Listen. A mysterious music, an eerie humming. What can it be? Like an Eolian harp, the fence-wire is tuned to the wind. It’s magical. Place a finger on the wire and the vibration is stilled, the music silenced.
Looking back toward Bleaberry Fell the bogbean tarn is still visible, if you know where to look in the picture, west of the singing fence.
Follow the song all the way up to High Seat where the cairn catches the wind.High Seat belongs to the ravens. The pair circle about the rocky knoll croaking, folding their wings and falling through the air. Waiting to reclaim their look-out post. There was billowing depths of dynamic cloud, louring and pierced with blue.

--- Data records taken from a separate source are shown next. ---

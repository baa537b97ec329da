use arrow_schema::{DataType, Field, Schema};
use std::sync::Arc;

/// Collection layout: one row per passage, `topic` nullable.
pub fn build_arrow_schema(dim: usize) -> Arc<Schema> {
	Arc::new(Schema::new(vec![
		Field::new("id", DataType::Utf8, false),
		Field::new("text", DataType::Utf8, false),
		Field::new("topic", DataType::Utf8, true),
		Field::new("vector", DataType::FixedSizeList(Arc::new(Field::new("item", DataType::Float32, true)), dim as i32), true),
	]))
}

Next day, once again, I read Coleridge’s poem, The Eolian Harp. Placed in a casement, the stringed instrument makes music in the breeze.
‘Such a soft floating witchery of sound
As twilight Elfins make, when they at eve
Voyage on gentle gales from Fairy Land.’
Imagine such music on a January day in the fells, the surprise and mystery of it. A witchery of sound and magical light.
I told Brian Bowness. The Eolian harp is an effect I’ve rarely heard, and so the more remarkable.
‘On the far side of the moon they have it regular.’
I may have laughed, but he has poetry. He runs with the far side of the moon motif. He’s willing to hear the music of the spheres, to credit marvels.